The process of alignment, the second line in Figure 2, requires an architecture process that reevaluates the design continuously and adapts to the volatility, thus enabling agility. Architecture cannot create agility, but architecture can create the conditions for agility to thrive.
You need to focus on what brings value. Most information has limited value, but you need the process of finding consensus to determine which information is valuable. Of course, what is valuable changes over time, and volatility also changes the value of information. You need a guided process to focus the effort of collaboration on what has value. It won’t happen by itself; you must organize the collaboration process. The architecture process must find a delicate balance between agility and alignment.
This implies that the architecture process shapes the information design process — the third line in Figure 2 — which uses fragmentation as a design principle to safeguard the required agility. Where this agility is needed emerges from the collaboration process. We know these needs are not stable by the nature of the collaboration process.
This task of finding balance is not simple. An architect cannot get it right all the time. Like all people involved in the process, you learn from the collaboration, from inspecting the results, and you build and change both the landscape and the conditions for the human interaction process. Your design process must be incremental, and your data landscape design should be able to facilitate the evolution of insight. This evolution originates in the outcomes of context switching.
Once you accept that fragmentation, volatility, and context switching aren’t disruptors to digitizing your business processes but instead are ingredients to create solutions that support them, it becomes much easier to wrap your head around what is necessary.
This way of thinking originates in dealing with the challenges caused by fluidity in the information that flows to and from a data warehouse. These challenges are not unique to DW and the framework can be applied to other parts of the digital business as well.
The governance model needed to accommodate fluidity is challenged by the nature of working with information. Once you have more knowledge of what this nature is, you can adapt your information governance model to work with that nature instead of trying to battle it. It is impossible to deliver guidelines on how to do this in the scope of a single article, but you can take a second look at your digital transformation efforts with the following three takeaways in mind:
Take a critical look at who is represented in your digital transformation teams. Is the mix of users, business process domain experts, information professionals, and IT professionals balanced? Do they collaborate on equal terms?

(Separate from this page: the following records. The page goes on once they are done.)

use std::collections::HashMap;
use std::sync::{Arc, Mutex};
use std::time::Duration;

use async_trait::async_trait;
use serde_json::{json, Value};

use reki_agent_rs::error::ClientError;
use reki_agent_rs::llm::ProviderError;
use reki_agent_rs::planner::{PlanStep, Planner, TokenSink};
use reki_agent_rs::runs::{RunStatus, RunStore};
use reki_agent_rs::search::{SearchApi, SearchHit};
use reki_agent_rs::session::Session;
use reki_agent_rs::sports::{nba, nfl, odds, sports_registry, ResponseCache, SportsFeed, SportsFeeds};
use reki_agent_rs::tools::ToolCall;
use reki_agent_rs::{Agent, AgentConfig, AgentRequest};

#[derive(Default)]
struct StubFeed {
    responses: HashMap<String, Value>,
    requests: Mutex<Vec<String>>,
}

impl StubFeed {
    fn with(mut self, endpoint: &str, body: Value) -> Self {
        self.responses.insert(endpoint.to_string(), body);
        self
    }

    fn requested(&self) -> Vec<String> {
        self.requests.lock().unwrap().clone()
    }
}

#[async_trait]
impl SportsFeed for StubFeed {
    async fn fetch(&self, endpoint: &str) -> Result<Value, ClientError> {
        self.requests.lock().unwrap().push(endpoint.to_string());
        self.responses.get(endpoint).cloned().ok_or(ClientError::Http {
            status: 404,
            body: endpoint.to_string(),
        })
    }
}

struct StubSearch;

#[async_trait]
impl SearchApi for StubSearch {
    async fn search(&self, query: &str) -> Result<Vec<SearchHit>, ClientError> {
        Ok(vec![SearchHit {
            title: format!("About {}", query),
            url: "https://example.com/news".to_string(),
            snippet: "Latest lines.".to_string(),
        }])
    }
}

type Step = Box<dyn Fn(&Session) -> PlanStep + Send + Sync>;

/// Each step sees the session so far, the way a model sees its prompt.
struct StepPlanner {
    steps: Mutex<Vec<Step>>,
}

impl StepPlanner {
    fn new(steps: Vec<Step>) -> Arc<Self> {
        Arc::new(Self {
            steps: Mutex::new(steps),
        })
    }
}

#[async_trait]
impl Planner for StepPlanner {
    async fn plan(&self, session: &Session) -> Result<PlanStep, ProviderError> {
        let mut steps = self.steps.lock().unwrap();
        if steps.is_empty() {
            return Err(ProviderError::new("exhausted", "planner ran out of steps", false));
        }
        let step = steps.remove(0);
        Ok(step(session))
    }

    async fn finalize(&self, _session: &Session, draft: &str, sink: Option<&TokenSink>) -> Result<String, ProviderError> {
        if let Some(sink) = sink {
            let _ = sink.send(draft.to_string());
        }
        Ok(draft.to_string())
    }
}

fn step(f: impl Fn(&Session) -> PlanStep + Send + Sync + 'static) -> Step {
    Box::new(f)
}

fn calls(list: Vec<ToolCall>) -> Step {
    Box::new(move |_| PlanStep::CallTools(list.clone()))
}

fn answer(text: &str) -> Step {
    let text = text.to_string();
    Box::new(move |_| PlanStep::Finalize(text.clone()))
}

fn agent(feed: Arc<StubFeed>, planner: Arc<StepPlanner>, runs: Arc<RunStore>) -> Agent {
    let feeds = SportsFeeds {
        nfl: feed.clone(),
        nba: feed.clone(),
        odds: feed,
    };
    let registry = sports_registry(
        &feeds,
        Arc::new(ResponseCache::default()),
        Arc::new(StubSearch),
        Duration::from_secs(5),
    )
    .unwrap();
    Agent::new("sports", AgentConfig::default(), planner, Arc::new(registry)).with_runs(runs)
}

#[tokio::test]
async fn chiefs_ravens_odds_use_schedule_event_id() {
    let feed = Arc::new(
        StubFeed::default()
            .with(
                "sports/sr:sport:16/schedules/2024-09-05/schedules.json",
                json!({"sport_events": [{
                    "id": 12345,
                    "start_time": "2024-09-06T00:20:00+00:00",
                    "competitors": [
                        {"name": "Kansas City Chiefs", "qualifier": "home"},
                        {"name": "Baltimore Ravens", "qualifier": "away"}
                    ]
                }]}),
            )
            .with(
                "sport_events/12345/sport_event_markets.json",
                json!({"markets": [
                    {"name": "2way", "books": []},
                    {"name": "moneyline", "books": [{"name": "Book", "outcomes": [
                        {"type": "home", "odds_american": "-125"}
                    ]}]}
                ]}),
            ),
    );
    let planner = StepPlanner::new(vec![
        calls(vec![ToolCall::new(odds::SPORT_EVENT_MARKETS, json!({"sport_event_id": "999"}))]),
        calls(vec![ToolCall::new(
            odds::DAILY_SCHEDULE_ODDS,
            json!({"sport_name": "NFL", "date": "2024-09-05"}),
        )]),
        step(|session| {
            let id = session.ledger().ids_from(odds::DAILY_SCHEDULE_ODDS)[0].clone();
            PlanStep::CallTools(vec![ToolCall::new(odds::SPORT_EVENT_MARKETS, json!({ "sport_event_id": id }))])
        }),
        answer("Chiefs -125 on the moneyline."),
    ]);
    let runs = Arc::new(RunStore::default());
    let agent = agent(feed.clone(), planner, runs.clone());

    let result = agent
        .execute(AgentRequest::new("What are the odds for Chiefs vs Ravens on 2024-09-05?"), None)
        .await;
    assert!(result.success, "{:?}", result.error);
    assert_eq!(result.output, "Chiefs -125 on the moneyline.");

    let requested = feed.requested();
    assert!(requested.contains(&"sport_events/12345/sport_event_markets.json".to_string()));
    assert!(!requested.iter().any(|endpoint| endpoint.contains("999")));

    let trace = result.trace.unwrap();
    assert_eq!(trace["tool_calls"], 3);
    assert_eq!(trace["calls"][0]["success"], false);
    assert_eq!(trace["calls"][2]["success"], true);
    assert_eq!(runs.get(&result.session_id).unwrap().status, RunStatus::Completed);
}

#[tokio::test]
async fn empty_nba_date_still_checks_injuries() {
    let feed = Arc::new(
        StubFeed::default()
            .with("games/2024/07/04/schedule.json", json!({"date": "2024-07-04", "games": []}))
            .with("league/2024/07/04/daily_injuries.json", json!({"teams": []})),
    );
    let planner = StepPlanner::new(vec![calls(vec![ToolCall::new(
        nba::DAILY_SCHEDULE,
        json!({"year": 2024, "month": 7, "day": 4}),
    )])]);
    let agent = agent(feed.clone(), planner, Arc::new(RunStore::default()));

    let result = agent.execute(AgentRequest::new("Any NBA games on July 4th 2024?"), None).await;
    assert!(result.success, "{:?}", result.error);
    assert!(result.output.contains("No NBA games"));
    assert_eq!(
        feed.requested(),
        vec!["games/2024/07/04/schedule.json", "league/2024/07/04/daily_injuries.json"]
    );
}

#[tokio::test]
async fn injuries_are_not_refetched_for_the_same_date() {
    let feed = Arc::new(
        StubFeed::default()
            .with(
                "games/2024/11/02/schedule.json",
                json!({"games": [{"id": "g1", "scheduled": "2024-11-02T23:00:00Z",
                    "home": {"name": "Boston Celtics"}, "away": {"name": "Denver Nuggets"}}]}),
            )
            .with("league/2024/11/02/daily_injuries.json", json!({"teams": []}))
            .with("games/g1/summary.json", json!({"id": "g1", "status": "closed"})),
    );
    let schedule = ToolCall::new(nba::DAILY_SCHEDULE, json!({"year": 2024, "month": 11, "day": 2}));
    let planner = StepPlanner::new(vec![
        calls(vec![schedule.clone()]),
        calls(vec![schedule, ToolCall::new(nba::GAME_SUMMARY, json!({"game_id": "g1"}))]),
        answer("Celtics won."),
    ]);
    let agent = agent(feed.clone(), planner, Arc::new(RunStore::default()));

    let result = agent.execute(AgentRequest::new("How did the Celtics do on Nov 2?"), None).await;
    assert!(result.success, "{:?}", result.error);
    let injuries = feed
        .requested()
        .iter()
        .filter(|endpoint| endpoint.ends_with("daily_injuries.json"))
        .count();
    assert_eq!(injuries, 1);
    assert_eq!(result.trace.unwrap()["tool_calls"], 4);
}

#[tokio::test]
async fn nfl_stats_need_a_found_game() {
    let feed = Arc::new(
        StubFeed::default()
            .with(
                "games/current_week/schedule.json",
                json!({"week": {"title": "1", "games": [{
                    "id": "gm-1",
                    "scheduled": "2024-09-05T20:20:00+00:00",
                    "status": "scheduled",
                    "home": {"name": "Kansas City Chiefs", "alias": "KC"},
                    "away": {"name": "Baltimore Ravens", "alias": "BAL"}
                }]}}),
            )
            .with("games/gm-1/statistics.json", json!({"id": "gm-1", "statistics": {}})),
    );
    let planner = StepPlanner::new(vec![
        calls(vec![ToolCall::new(nfl::GAME_STATISTICS, json!({"game_id": "gm-1"}))]),
        calls(vec![ToolCall::new(
            nfl::FIND_GAME,
            json!({"team1": "Ravens", "team2": "KC", "date": "2024-09-05"}),
        )]),
        calls(vec![ToolCall::new(nfl::GAME_STATISTICS, json!({"game_id": "gm-1"}))]),
        answer("Stats attached."),
    ]);
    let agent = agent(feed.clone(), planner, Arc::new(RunStore::default()));

    let result = agent.execute(AgentRequest::new("Chiefs Ravens stats"), None).await;
    assert!(result.success, "{:?}", result.error);
    let stats_fetches = feed
        .requested()
        .iter()
        .filter(|endpoint| endpoint.ends_with("statistics.json"))
        .count();
    assert_eq!(stats_fetches, 1);
}

#[tokio::test]
async fn feed_failure_fails_session() {
    let feed = Arc::new(StubFeed::default());
    let planner = StepPlanner::new(vec![calls(vec![ToolCall::new(
        nba::DAILY_SCHEDULE,
        json!({"year": 2024, "month": 7, "day": 4}),
    )])]);
    let runs = Arc::new(RunStore::default());
    let agent = agent(feed, planner, runs.clone());

    let result = agent.execute(AgentRequest::new("NBA July 4"), None).await;
    assert!(!result.success);
    assert!(result.error.unwrap().contains(nba::DAILY_SCHEDULE));
    assert_eq!(result.trace.unwrap()["state"], "failed");
    let run = runs.get(&result.session_id).unwrap();
    assert_eq!(run.status, RunStatus::Failed);
}

#[tokio::test]
async fn web_search_and_budget_share_the_session() {
    let planner = StepPlanner::new(vec![
        calls((0..6).map(|i| ToolCall::new("web_search", json!({"query": format!("q{}", i)}))).collect()),
        calls((0..5).map(|i| ToolCall::new("web_search", json!({"query": format!("r{}", i)}))).collect()),
    ]);
    let agent = agent(Arc::new(StubFeed::default()), planner, Arc::new(RunStore::default()));

    let result = agent.execute(AgentRequest::new("betting news"), None).await;
    assert!(!result.success);
    assert!(result.error.unwrap().contains("budget"));
    let trace = result.trace.unwrap();
    assert_eq!(trace["tool_calls"], 6);
    assert_eq!(trace["calls"].as_array().unwrap().len(), 6);
}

Hire a few architects who understand the nature of working with information and are equipped to guide the teams. They should blueprint your digital transition, paying careful attention to the balance of the level of fragmentation in the data landscape, but leaving the details up to the teams.
Incorporate the professionals of your DW or BI departments into your digital transformation teams. This helps to define integration patterns and deal with different expressions of the same master data item across different systems.